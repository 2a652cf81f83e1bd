use super::money::Money;
use super::payment_method::PaymentMethod;
use crate::error::{PaymentError, Result};
use rust_decimal::Decimal;
use tracing::warn;

/// A purchase order to be paid.
#[derive(Debug, Clone, PartialEq, Eq)]
pub struct Order {
    id: String,
    value: Money,
    promotions: Vec<PaymentMethod>,
}

impl Order {
    /// Validates and normalizes an order.
    ///
    /// The value must be non-negative with at most 2 decimals. Points methods
    /// are never promotion cards and are dropped from `promotions`.
    pub fn new(id: impl Into<String>, value: Decimal, promotions: Vec<PaymentMethod>) -> Result<Self> {
        let id = id.into();
        if value < Decimal::ZERO {
            return Err(PaymentError::validation(format!(
                "Order value cannot be a negative number for order {id}: {value}"
            )));
        }
        let value = Money::from_decimal(value).map_err(|_| {
            PaymentError::validation(format!(
                "Order value cannot have more than 2 decimal places for order {id}: {value}"
            ))
        })?;

        let promotions = promotions
            .into_iter()
            .filter(|method| {
                if method.is_points() {
                    warn!(order = %id, method = %method.id(), "ignoring points method listed as promotion");
                }
                !method.is_points()
            })
            .collect();

        Ok(Self {
            id,
            value,
            promotions,
        })
    }

    pub fn id(&self) -> &str {
        &self.id
    }

    pub fn value(&self) -> Money {
        self.value
    }

    /// Cards offering an order-specific discount, in the order they were listed.
    pub fn promotions(&self) -> &[PaymentMethod] {
        &self.promotions
    }
}

#[cfg(test)]
mod tests {
    use super::*;
    use crate::domain::money::DiscountRate;
    use rust_decimal_macros::dec;

    fn card(id: &str) -> PaymentMethod {
        PaymentMethod::card(
            id,
            DiscountRate::new(dec!(10)).unwrap(),
            Money::from_decimal(dec!(100)).unwrap(),
        )
        .unwrap()
    }

    #[test]
    fn test_value_normalized_to_two_decimals() {
        let order = Order::new("ORDER1", dec!(100), vec![]).unwrap();
        assert_eq!(order.value().to_string(), "100.00");
        assert_eq!(order.id(), "ORDER1");
    }

    #[test]
    fn test_negative_value_rejected() {
        let result = Order::new("ORDER1", dec!(-0.01), vec![]);
        assert!(matches!(result, Err(PaymentError::Validation(msg)) if msg.contains("negative")));
    }

    #[test]
    fn test_excess_precision_rejected() {
        let result = Order::new("ORDER1", dec!(10.001), vec![]);
        assert!(matches!(result, Err(PaymentError::Validation(msg)) if msg.contains("decimal places")));
    }

    #[test]
    fn test_zero_value_allowed() {
        let order = Order::new("FREE", dec!(0), vec![]).unwrap();
        assert!(order.value().is_zero());
    }

    #[test]
    fn test_points_method_dropped_from_promotions() {
        let points = PaymentMethod::points(
            "PUNKTY",
            DiscountRate::new(dec!(15)).unwrap(),
            Money::from_decimal(dec!(100)).unwrap(),
        )
        .unwrap();
        let order = Order::new("ORDER1", dec!(50), vec![card("mZysk"), points, card("BosBankrut")]).unwrap();

        let ids: Vec<&str> = order.promotions().iter().map(|m| m.id().as_str()).collect();
        assert_eq!(ids, vec!["mZysk", "BosBankrut"]);
    }
}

YOUR ASSIGNMENT: Reproduce each record above exactly, keeping every word as it stands.

SOLUTION TO THIS EXERCISE:
repository 2a652cf81f83e1bd
use super::money::Money;
use super::payment_method::PaymentMethod;
use crate::error::{PaymentError, Result};
use rust_decimal::Decimal;
use tracing::warn;

/// A purchase order to be paid.
#[derive(Debug, Clone, PartialEq, Eq)]
pub struct Order {
    id: String,
    value: Money,
    promotions: Vec<PaymentMethod>,
}

impl Order {
    /// Validates and normalizes an order.
    ///
    /// The value must be non-negative with at most 2 decimals. Points methods
    /// are never promotion cards and are dropped from `promotions`.
    pub fn new(id: impl Into<String>, value: Decimal, promotions: Vec<PaymentMethod>) -> Result<Self> {
        let id = id.into();
        if value < Decimal::ZERO {
            return Err(PaymentError::validation(format!(
                "Order value cannot be a negative number for order {id}: {value}"
            )));
        }
        let value = Money::from_decimal(value).map_err(|_| {
            PaymentError::validation(format!(
                "Order value cannot have more than 2 decimal places for order {id}: {value}"
            ))
        })?;

        let promotions = promotions
            .into_iter()
            .filter(|method| {
                if method.is_points() {
                    warn!(order = %id, method = %method.id(), "ignoring points method listed as promotion");
                }
                !method.is_points()
            })
            .collect();

        Ok(Self {
            id,
            value,
            promotions,
        })
    }

    pub fn id(&self) -> &str {
        &self.id
    }

    pub fn value(&self) -> Money {
        self.value
    }

    /// Cards offering an order-specific discount, in the order they were listed.
    pub fn promotions(&self) -> &[PaymentMethod] {
        &self.promotions
    }
}

#[cfg(test)]
mod tests {
    use super::*;
    use crate::domain::money::DiscountRate;
    use rust_decimal_macros::dec;

    fn card(id: &str) -> PaymentMethod {
        PaymentMethod::card(
            id,
            DiscountRate::new(dec!(10)).unwrap(),
            Money::from_decimal(dec!(100)).unwrap(),
        )
        .unwrap()
    }

    #[test]
    fn test_value_normalized_to_two_decimals() {
        let order = Order::new("ORDER1", dec!(100), vec![]).unwrap();
        assert_eq!(order.value().to_string(), "100.00");
        assert_eq!(order.id(), "ORDER1");
    }

    #[test]
    fn test_negative_value_rejected() {
        let result = Order::new("ORDER1", dec!(-0.01), vec![]);
        assert!(matches!(result, Err(PaymentError::Validation(msg)) if msg.contains("negative")));
    }

    #[test]
    fn test_excess_precision_rejected() {
        let result = Order::new("ORDER1", dec!(10.001), vec![]);
        assert!(matches!(result, Err(PaymentError::Validation(msg)) if msg.contains("decimal places")));
    }

    #[test]
    fn test_zero_value_allowed() {
        let order = Order::new("FREE", dec!(0), vec![]).unwrap();
        assert!(order.value().is_zero());
    }

    #[test]
    fn test_points_method_dropped_from_promotions() {
        let points = PaymentMethod::points(
            "PUNKTY",
            DiscountRate::new(dec!(15)).unwrap(),
            Money::from_decimal(dec!(100)).unwrap(),
        )
        .unwrap();
        let order = Order::new("ORDER1", dec!(50), vec![card("mZysk"), points, card("BosBankrut")]).unwrap();

        let ids: Vec<&str> = order.promotions().iter().map(|m| m.id().as_str()).collect();
        assert_eq!(ids, vec!["mZysk", "BosBankrut"]);
    }
}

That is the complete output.